Submitted by Ajit R. Jadhav on Thu, 2007-03-08 10:02.
In between stress and strain, which one is the more fundamental physical quantity? Or is it the case that each is defined independent of the other and so nothing can be said about their order? Is this the case?

To begin with these questions, consider the fact that first we have to apply a force to an object and it is only then that the object is observed to have been deformed or strained. Accordingly, one may say that forces produce strains, and therefore, it seems that stress has to be more fundamental. If so, how come stress cannot be measured directly? This is the paradox I would like to address here.
Of course, to begin with, my position is that you can never directly measure stress.
I have read somewhere an argument (and forgot exactly where!) that even in photoelasticity what you really measure is strain. The argument, essentially, is this: Birefringence arises because the molecular chains in the photoelastic polymer get stretched. (In case of crystals, "stress-induced" birefringence arises if the deformation is inherently anisotropic.) So, what is important here is the relative positions of atoms in the chain--not whether the atoms were carrying any load or not.

The above argument, of course, is sound. Yet, it does not quite settle the issue by itself. This issue is somewhat (but not fully) similar to the hen and eggs situation. To settle the issue, we have to go beyond photoelasticity mechanisms and examine it from the viewpoint of the theoretical structure of the mechanics of solids/fluids.

What is clearly undisputed is the primacy of displacements. (Definition: Displacement is the total movement of a point with respect to a fixed coordinate frame.) Displacements can be measured directly and do not need other physical quantities to be measured. Hence, they are primary.

Further, what can also be thought of directly is deformation. (Definition: Deformation is the relative movement of a point with respect to another point in the body.)

Now, displacement can be related to deformation via the relative deformation tensor, a tensor of second order. (As usual, in the simplest analysis, one assumes infinitesimally small deformations.) Now, if you split the relative deformation tensor into its symmetric and anti-symmetric parts, and ignore the anti-symmetric part (representing rotations), what you get is the strain tensor. This is the primary way strain is defined.

For homogeneous linear elastic isotropic materials, strains and stresses are directly related.

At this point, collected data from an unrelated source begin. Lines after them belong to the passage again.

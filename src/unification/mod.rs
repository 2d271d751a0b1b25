//! One-way matching of rule patterns against concrete terms

use crate::term::{Term, Unifier};
use std::fmt;

/// Ways a one-way match can fail. Constructor and arity clashes are
/// reported separately so diagnostics can name the actual difference.
#[derive(Debug, Clone, PartialEq)]
pub enum MatchError {
    /// Compound pattern and term have different constructors
    ConstructorClash { pattern: String, found: String },
    /// Same constructor but different subterm counts
    ArityMismatch {
        constructor: String,
        pattern: usize,
        found: usize,
    },
    /// Compound pattern matched against a non-compound term
    NotCompound { pattern: Term, found: Term },
    /// A substitution wrapper is not a valid match pattern
    UnsupportedPattern { pattern: Term },
}

impl fmt::Display for MatchError {
    fn fmt(&self, f: &mut fmt::Formatter<'_>) -> fmt::Result {
        match self {
            MatchError::ConstructorClash { pattern, found } => {
                write!(f, "`{}` != `{}`", pattern, found)
            }
            MatchError::ArityMismatch {
                constructor,
                pattern,
                found,
            } => write!(
                f,
                "`{}` takes {} subterms in the pattern but {} were given",
                constructor, pattern, found
            ),
            MatchError::NotCompound { pattern, found } => {
                write!(f, "`{}` cannot match non-compound term `{}`", pattern, found)
            }
            MatchError::UnsupportedPattern { pattern } => {
                write!(f, "`{}` cannot be used as a match pattern", pattern)
            }
        }
    }
}

/// One-way match: bind variables in `pattern` so that it becomes
/// `term`, extending `unifier` in place. Only variables in the pattern
/// are bound. A variable that is already bound must have its binding
/// match the term, recursively via the same algorithm. Bindings made
/// before a failure are kept; there is no backtracking.
pub fn match_term(pattern: &Term, term: &Term, unifier: &mut Unifier) -> Result<(), MatchError> {
    match pattern {
        Term::Var(name) => {
            if let Some(bound) = unifier.get(name) {
                let bound = bound.clone();
                match_term(&bound, term, unifier)
            } else {
                unifier.insert(name.clone(), term.clone());
                Ok(())
            }
        }
        Term::Compound(constructor, subpatterns) => match term {
            Term::Compound(found, subterms) => {
                if constructor != found {
                    return Err(MatchError::ConstructorClash {
                        pattern: constructor.clone(),
                        found: found.clone(),
                    });
                }
                if subpatterns.len() != subterms.len() {
                    return Err(MatchError::ArityMismatch {
                        constructor: constructor.clone(),
                        pattern: subpatterns.len(),
                        found: subterms.len(),
                    });
                }
                for (subpattern, subterm) in subpatterns.iter().zip(subterms.iter()) {
                    match_term(subpattern, subterm, unifier)?;
                }
                Ok(())
            }
            _ => Err(MatchError::NotCompound {
                pattern: pattern.clone(),
                found: term.clone(),
            }),
        },
        Term::Subst(_, _) => Err(MatchError::UnsupportedPattern {
            pattern: pattern.clone(),
        }),
    }
}

#[cfg(test)]
mod tests {
    use super::*;

    fn func(name: &str, args: Vec<Term>) -> Term {
        Term::compound(name, args)
    }

    #[test]
    fn test_match_variable_binds() {
        let mut unifier = Unifier::new();
        let a = Term::atom("a");
        match_term(&Term::var("X"), &a, &mut unifier).unwrap();
        assert_eq!(unifier.get("X"), Some(&a));
    }

    #[test]
    fn test_match_compound() {
        let mut unifier = Unifier::new();
        let pattern = func("f", vec![Term::var("X"), Term::var("Y")]);
        let term = func("f", vec![Term::atom("a"), Term::atom("b")]);
        match_term(&pattern, &term, &mut unifier).unwrap();
        assert_eq!(pattern.instantiate(&unifier), term);
    }

    #[test]
    fn test_match_ground_terms_leaves_unifier_unchanged() {
        let mut unifier = Unifier::new();
        let term = func("f", vec![Term::atom("a")]);
        match_term(&term, &term, &mut unifier).unwrap();
        assert!(unifier.map.is_empty());
    }

    #[test]
    fn test_constructor_clash() {
        let mut unifier = Unifier::new();
        let result = match_term(&Term::atom("a"), &Term::atom("b"), &mut unifier);
        assert_eq!(
            result,
            Err(MatchError::ConstructorClash {
                pattern: "a".to_string(),
                found: "b".to_string(),
            })
        );
    }

    #[test]
    fn test_arity_mismatch() {
        let mut unifier = Unifier::new();
        let pattern = func("f", vec![Term::var("X")]);
        let term = func("f", vec![Term::atom("a"), Term::atom("b")]);
        let result = match_term(&pattern, &term, &mut unifier);
        assert_eq!(
            result,
            Err(MatchError::ArityMismatch {
                constructor: "f".to_string(),
                pattern: 1,
                found: 2,
            })
        );
    }

    #[test]
    fn test_rebinding_to_equal_term_succeeds() {
        let mut unifier = Unifier::new();
        let pattern = func("eq", vec![Term::var("X"), Term::var("X")]);
        let term = func("eq", vec![Term::atom("a"), Term::atom("a")]);
        match_term(&pattern, &term, &mut unifier).unwrap();
        assert_eq!(unifier.get("X"), Some(&Term::atom("a")));
    }

    #[test]
    fn test_rebinding_to_different_term_fails() {
        let mut unifier = Unifier::new();
        let pattern = func("eq", vec![Term::var("X"), Term::var("X")]);
        let term = func("eq", vec![Term::atom("a"), Term::atom("b")]);
        assert!(match_term(&pattern, &term, &mut unifier).is_err());
    }

    #[test]
    fn test_pattern_not_compound_over_variable_term() {
        let mut unifier = Unifier::new();
        let pattern = func("f", vec![Term::atom("a")]);
        let result = match_term(&pattern, &Term::var("Y"), &mut unifier);
        assert!(matches!(result, Err(MatchError::NotCompound { .. })));
    }
}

So, we should expect to find a similar theoretical structure for the concept of stress too. In a way, this does turn out to be the case--but not quite fully. Let's see how.

Stress also is a second rank tensor and it also is symmetrical--it drops out the torques/couples part. (This is in analogy with the dropping of the rotation part while defining strain.) This fact about the stress tensor is usually taught in the introductory courses as the result of having moments balance out over the infinitesimal element. But the real reason is that this way we can maintain the similarity of the theoretical structure. The fact is, one could keep moment-balance (as required for static equilibrium) and yet choose not to drop out the torques-related part. However, a discussion on the so-called couple stresses would be a digression here.

In short, since both are second order symmetric tensors, stress and strain tensors do seem completely similar.

But are they?
There is that "displacement<->the gradient tensor<->deformation" relation on the strain side. What is its parallel on the stress side?

Here, even in the simplest case of the linear elastic (etc.) solids, it is difficult to believe that a conceptual parallel could be derived independently. One could, of course, argue from an abstract viewpoint that such derivation is possible "mathematically". But remember: deformation is by definition a point phenomenon, whereas force is by definition related to the momentum of an object. For field quantities, force necessarily arises only in the context of a geometric element of nonzero side--e.g. area (as in stress components), or line (as in surface tension). You always need a geometric entity like area or line element (even if it is infinitesimally small) before quantities like stress or flux can at all be defined.

Deformation, in contrast, can be defined at a point. We don't have to refer to a geometric element in order to define what this concept means.

It is this particular difference which makes it impossible to have a direct analog of deformation on the force/stress side.

Consequently, any quantity on the force/stress side must always be defined in reference to some or the other external assumptions as to how the quantity ought to vary across the relevant geometrical element. The simplest assumption of this nature is to say that stress must conceptually remain analogous to strain.
The rest then follows.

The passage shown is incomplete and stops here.